To improve this, MAC-Forced-Forwarding (MFF for short) provides one

solution for realizing the L2 isolation and L3 intercommunication between
the client hosts in one WAN.
MFF intercepts the ARP request packet of the user and replies the ARP
response packet of the gateway MAC address via the ARP pick-up
mechanism. In this way, you can force the user to send all traffic
(including the traffic in one subnet) to the gateway so that the gateway
can monitor the data flow, avoiding the vicious attack between users and
ensuring the security of the network deployment.

MFF Terms
Related terms:
AN (access node): the access node of the user terminal; usually, it

refers to the access switch of the user;
AR (access router): the access router of the user terminal or the switch
with the L3 function; usually, it refers to the gateway of the subnet where
the user is located;
AS (access server): the server that provides the specified service;
User port: the port that is directly connected to the network terminal user;
Network port: the ports that connect to other network devices, such as
access switch, aggregation switch and gateway.
MFF principle:
The MFF principle processes the following three aspects:
Get the IP address and MAC address of AR. In the DHCP environment,
get the IP address of AR via DHCP snooping and get the MAC address
of AR via ARP; in the static IP address environment, you need to pre-
configure the default IP address of AR and then get the MAC address
of AR via ARP.
Intercept the ARP request packet of the user and reply the MAC
address of AR to the user.
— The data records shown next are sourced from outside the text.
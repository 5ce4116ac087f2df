//! HTTP route handlers: health, cases and tasks.

use std::sync::Arc;

use approvals_core::{
    ActionRequest, DecisionRequest, ErrorKind, RequestContext, StartCaseRequest, WorkflowError,
};
use axum::extract::rejection::{JsonRejection, QueryRejection};
use axum::extract::{Path, Query, State};
use axum::http::StatusCode;
use axum::response::{IntoResponse, Response};
use axum::{Extension, Json};
use serde::Deserialize;

use super::json_error;
use super::state::AppState;

/// Map a core error to its HTTP status and a `{"error": ...}` body.
fn workflow_error(err: WorkflowError) -> Response {
    let status = match err.kind() {
        ErrorKind::BadRequest => StatusCode::BAD_REQUEST,
        ErrorKind::Forbidden => StatusCode::FORBIDDEN,
        ErrorKind::NotFound => StatusCode::NOT_FOUND,
        ErrorKind::Conflict => StatusCode::CONFLICT,
        ErrorKind::Internal => {
            tracing::error!(error = %err, "request failed");
            StatusCode::INTERNAL_SERVER_ERROR
        }
    };
    json_error(status, &err.to_string()).into_response()
}

fn respond<T: serde::Serialize>(result: Result<T, WorkflowError>) -> Response {
    match result {
        Ok(body) => (StatusCode::OK, Json(body)).into_response(),
        Err(e) => workflow_error(e),
    }
}

fn bad_json(rejection: JsonRejection) -> Response {
    json_error(StatusCode::BAD_REQUEST, &rejection.body_text()).into_response()
}

/// Fallback handler for unmatched routes.
pub(crate) async fn handle_not_found() -> impl IntoResponse {
    json_error(StatusCode::NOT_FOUND, "not found")
}

/// GET /health
pub(crate) async fn handle_health() -> impl IntoResponse {
    let response = serde_json::json!({
        "status": "ok",
        "version": env!("CARGO_PKG_VERSION"),
    });
    (StatusCode::OK, Json(response))
}

/// POST /api/process/start
pub(crate) async fn handle_start(
    State(state): State<Arc<AppState>>,
    Extension(ctx): Extension<RequestContext>,
    body: Result<Json<StartCaseRequest>, JsonRejection>,
) -> Response {
    let Json(request) = match body {
        Ok(b) => b,
        Err(rejection) => return bad_json(rejection),
    };
    respond(state.workflow.start_case(&ctx, request).await)
}

/// GET /api/process/{case_id}
pub(crate) async fn handle_status(
    State(state): State<Arc<AppState>>,
    Path(case_id): Path<String>,
) -> Response {
    respond(state.workflow.status(&case_id).await)
}

#[derive(Debug, Default, Deserialize)]
#[serde(rename_all = "camelCase")]
pub(crate) struct TaskListParams {
    role: Option<String>,
    user_id: Option<String>,
}

/// GET /api/tasks?role=&userId=
pub(crate) async fn handle_find_tasks(
    State(state): State<Arc<AppState>>,
    Extension(ctx): Extension<RequestContext>,
    params: Result<Query<TaskListParams>, QueryRejection>,
) -> Response {
    let Query(params) = match params {
        Ok(p) => p,
        Err(rejection) => {
            return json_error(StatusCode::BAD_REQUEST, &rejection.body_text()).into_response()
        }
    };
    respond(
        state
            .workflow
            .find_tasks(&ctx, params.role.as_deref(), params.user_id.as_deref())
            .await,
    )
}

/// POST /api/tasks/{task_id}/approve
pub(crate) async fn handle_approve(
    State(state): State<Arc<AppState>>,
    Extension(ctx): Extension<RequestContext>,
    Path(task_id): Path<String>,
    body: Result<Json<DecisionRequest>, JsonRejection>,
) -> Response {
    let Json(request) = match body {
        Ok(b) => b,
        Err(rejection) => return bad_json(rejection),
    };
    respond(state.workflow.approve(&ctx, &task_id, request).await)
}

/// POST /api/tasks/{task_id}/reject
pub(crate) async fn handle_reject(
    State(state): State<Arc<AppState>>,
    Extension(ctx): Extension<RequestContext>,
    Path(task_id): Path<String>,
    body: Result<Json<DecisionRequest>, JsonRejection>,
) -> Response {
    let Json(request) = match body {
        Ok(b) => b,
        Err(rejection) => return bad_json(rejection),
    };
    respond(state.workflow.reject(&ctx, &task_id, request).await)
}

/// POST /api/tasks/{task_id}/complete
pub(crate) async fn handle_complete(
    State(state): State<Arc<AppState>>,
    Extension(ctx): Extension<RequestContext>,
    Path(task_id): Path<String>,
    body: Result<Json<ActionRequest>, JsonRejection>,
) -> Response {
    let Json(request) = match body {
        Ok(b) => b,
        Err(rejection) => return bad_json(rejection),
    };
    respond(state.workflow.complete(&ctx, &task_id, request).await)
}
In this way, the ARP request host forms
the MAC addresses to all other hosts as the ARP entries of the MAC
addresses of AR. When receiving the request packet for the user host
from AR, reply the MAC address of the user host to AR.
Filter the uplink packets and drop all unicast packets except for those
whose MAC address is AR. Because of the virus or other network faults,
the unicast packets whose destination MAC is other host may be
received, so these packets need to be dropped.
MFF port features:
The VLAN in which MFF is enabled include two port roles, that is, user port
and network port. The two ports only limit the ingress packets.
1. User port (the port connected to the user terminal device) processes
different packets as follows:
Permit multicast packets and DHCP packets to pass

The ARP packets are sent to CPU for processing
When the MAC address of AR is learned, permit the unicast packet

with destination MAC as AR to pass and drop the other packets;
when the MAC address of AR is not learned, drop the unicast
packet with destination MAC as AR;
Drop the other packets;
2. Network port (the port of AN connected to other device devices)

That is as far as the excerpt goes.